TASK DETAILS:
Among the records, which lines include "Some"? List them.

== DATA EXTRACT

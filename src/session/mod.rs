//! Per-document orchestration of drawing, recognition and persistence.

mod canvas_session;
mod host;

pub use canvas_session::{CanvasSession, EventOutcome, SessionSeed};
pub use host::{CanvasHost, DatabaseCanvasHost};
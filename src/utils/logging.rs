//! Logging bootstrap and the module-gated logging macros.
//!
//! Modules that emit a lot of per-request chatter (the recognition client,
//! the session) define a module-level flag and go through these macros so
//! the noise can be silenced per module without touching `RUST_LOG`:
//! ```rust,ignore
//! const ENABLE_LOGS: bool = true;
//!
//! use crate::{log_debug, log_info, log_warn};
//!
//! log_info!("recognition dispatched for {}", document_id);
//! ```

/// Installs the `env_logger` backend. Reads `RUST_LOG`, defaults to `info`.
///
/// Safe to call more than once; later calls are ignored.
pub fn init_logging() {
    let _ = env_logger::Builder::from_default_env()
        .filter_level(log::LevelFilter::Info)
        .parse_default_env()
        .try_init();
}

/// Info log gated on the calling module's `ENABLE_LOGS` const.
#[macro_export]
macro_rules! log_info {
    ($($arg:tt)*) => {
        if ENABLE_LOGS {
            log::info!($($arg)*);
        }
    };
}

/// Debug log gated on the calling module's `ENABLE_LOGS` const.
#[macro_export]
macro_rules! log_debug {
    ($($arg:tt)*) => {
        if ENABLE_LOGS {
            log::debug!($($arg)*);
        }
    };
}

/// Warn log gated on the calling module's `ENABLE_LOGS` const.
#[macro_export]
macro_rules! log_warn {
    ($($arg:tt)*) => {
        if ENABLE_LOGS {
            log::warn!($($arg)*);
        }
    };
}

/// Error log gated on the calling module's `ENABLE_LOGS` const.
#[macro_export]
macro_rules! log_error {
    ($($arg:tt)*) => {
        if ENABLE_LOGS {
            log::error!($($arg)*);
        }
    };
}
use std::fmt;

use anyhow::{anyhow, Context, Result};
use base64::{engine::general_purpose::STANDARD, Engine as _};
use image::{DynamicImage, ImageFormat, RgbaImage};
use serde::{Deserialize, Serialize};
use tiny_skia::{ColorU8, Pixmap};

const DATA_URL_PREFIX: &str = "data:image/png;base64,";

/// PNG raster encoded as a `data:` URL, the form hosts persist and reload.
///
/// An empty string is a valid raster and means "blank canvas".
#[derive(Clone, Default, PartialEq, Eq, Hash, Serialize, Deserialize)]
#[serde(transparent)]
pub struct Raster(String);

impl Raster {
    pub fn empty() -> Self {
        Self(String::new())
    }

    /// Wraps an already encoded raster. Bare base64 without a `data:` prefix
    /// is accepted as well.
    pub fn from_encoded(encoded: impl Into<String>) -> Self {
        Self(encoded.into())
    }

    pub fn encode(pixmap: &Pixmap) -> Result<Self> {
        Self::from_image(&pixmap_to_image(pixmap)?)
    }

    pub fn from_image(image: &DynamicImage) -> Result<Self> {
        let png = encode_png(image)?;
        Ok(Self(format!("{DATA_URL_PREFIX}{}", STANDARD.encode(png))))
    }

    pub fn is_empty(&self) -> bool {
        self.0.is_empty()
    }

    pub fn as_str(&self) -> &str {
        &self.0
    }

    pub fn into_string(self) -> String {
        self.0
    }

    /// Base64 body without the `data:` header, as shipped to the recognizer.
    pub fn base64_payload(&self) -> &str {
        match self.0.find(";base64,") {
            Some(idx) if self.0.starts_with("data:") => &self.0[idx + ";base64,".len()..],
            _ => &self.0,
        }
    }

    pub fn png_bytes(&self) -> Result<Vec<u8>> {
        STANDARD
            .decode(self.base64_payload().trim())
            .context("raster is not valid base64")
    }

    /// Decodes into a premultiplied pixmap. `None` for the blank raster.
    pub fn decode(&self) -> Result<Option<Pixmap>> {
        if self.is_empty() {
            return Ok(None);
        }
        let bytes = self.png_bytes()?;
        let image = image::load_from_memory(&bytes).context("cannot decode raster image")?;
        image_to_pixmap(&image).map(Some)
    }
}

impl fmt::Debug for Raster {
    fn fmt(&self, f: &mut fmt::Formatter<'_>) -> fmt::Result {
        // Full payloads are hundreds of KB; show just enough to tell them apart.
        let head: String = self.0.chars().take(48).collect();
        write!(f, "Raster({} chars, {head:?}..)", self.0.len())
    }
}

pub fn encode_png(image: &DynamicImage) -> Result<Vec<u8>> {
    let mut buffer = std::io::Cursor::new(Vec::new());
    image
        .write_to(&mut buffer, ImageFormat::Png)
        .context("cannot encode PNG")?;
    Ok(buffer.into_inner())
}

pub fn pixmap_to_image(pixmap: &Pixmap) -> Result<DynamicImage> {
    let mut data = Vec::with_capacity(pixmap.data().len());
    for pixel in pixmap.pixels() {
        let color = pixel.demultiply();
        data.extend_from_slice(&[color.red(), color.green(), color.blue(), color.alpha()]);
    }
    let rgba = RgbaImage::from_raw(pixmap.width(), pixmap.height(), data)
        .ok_or_else(|| anyhow!("cannot construct image from pixmap"))?;
    Ok(DynamicImage::ImageRgba8(rgba))
}

pub fn image_to_pixmap(image: &DynamicImage) -> Result<Pixmap> {
    let rgba = image.to_rgba8();
    let mut pixmap = Pixmap::new(rgba.width(), rgba.height())
        .ok_or_else(|| anyhow!("cannot allocate {}x{} pixmap", rgba.width(), rgba.height()))?;
    for (dst, src) in pixmap.pixels_mut().iter_mut().zip(rgba.pixels()) {
        *dst = ColorU8::from_rgba(src[0], src[1], src[2], src[3]).premultiply();
    }
    Ok(pixmap)
}

#[cfg(test)]
mod tests {
    use super::*;

    fn solid_pixmap(width: u32, height: u32, rgba: [u8; 4]) -> Pixmap {
        let mut pixmap = Pixmap::new(width, height).expect("pixmap");
        pixmap.fill(tiny_skia::Color::from_rgba8(rgba[0], rgba[1], rgba[2], rgba[3]));
        pixmap
    }

    #[test]
    fn encoded_raster_is_png_data_url() {
        let raster = Raster::encode(&solid_pixmap(8, 4, [255, 0, 0, 255])).expect("encode");
        assert!(raster.as_str().starts_with(DATA_URL_PREFIX));
        let bytes = raster.png_bytes().expect("base64");
        assert_eq!(&bytes[1..4], b"PNG");
    }

    #[test]
    fn opaque_pixels_survive_decode() {
        let original = solid_pixmap(5, 7, [10, 200, 30, 255]);
        let raster = Raster::encode(&original).expect("encode");
        let decoded = raster.decode().expect("decode").expect("non-empty");
        assert_eq!(decoded.width(), 5);
        assert_eq!(decoded.height(), 7);
        assert_eq!(decoded.data(), original.data());
    }

    #[test]
    fn empty_raster_decodes_to_none() {
        assert!(Raster::empty().decode().expect("decode").is_none());
    }

    #[test]
    fn bare_base64_is_accepted() {
        let raster = Raster::encode(&solid_pixmap(2, 2, [0, 0, 0, 255])).expect("encode");
        let bare = Raster::from_encoded(raster.base64_payload().to_string());
        assert_eq!(bare.png_bytes().expect("bytes"), raster.png_bytes().expect("bytes"));
    }
}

====

TASK OUTPUT:
            Some(idx) if self.0.starts_with("data:") => &self.0[idx + ";base64,".len()..],
        image_to_pixmap(&image).map(Some)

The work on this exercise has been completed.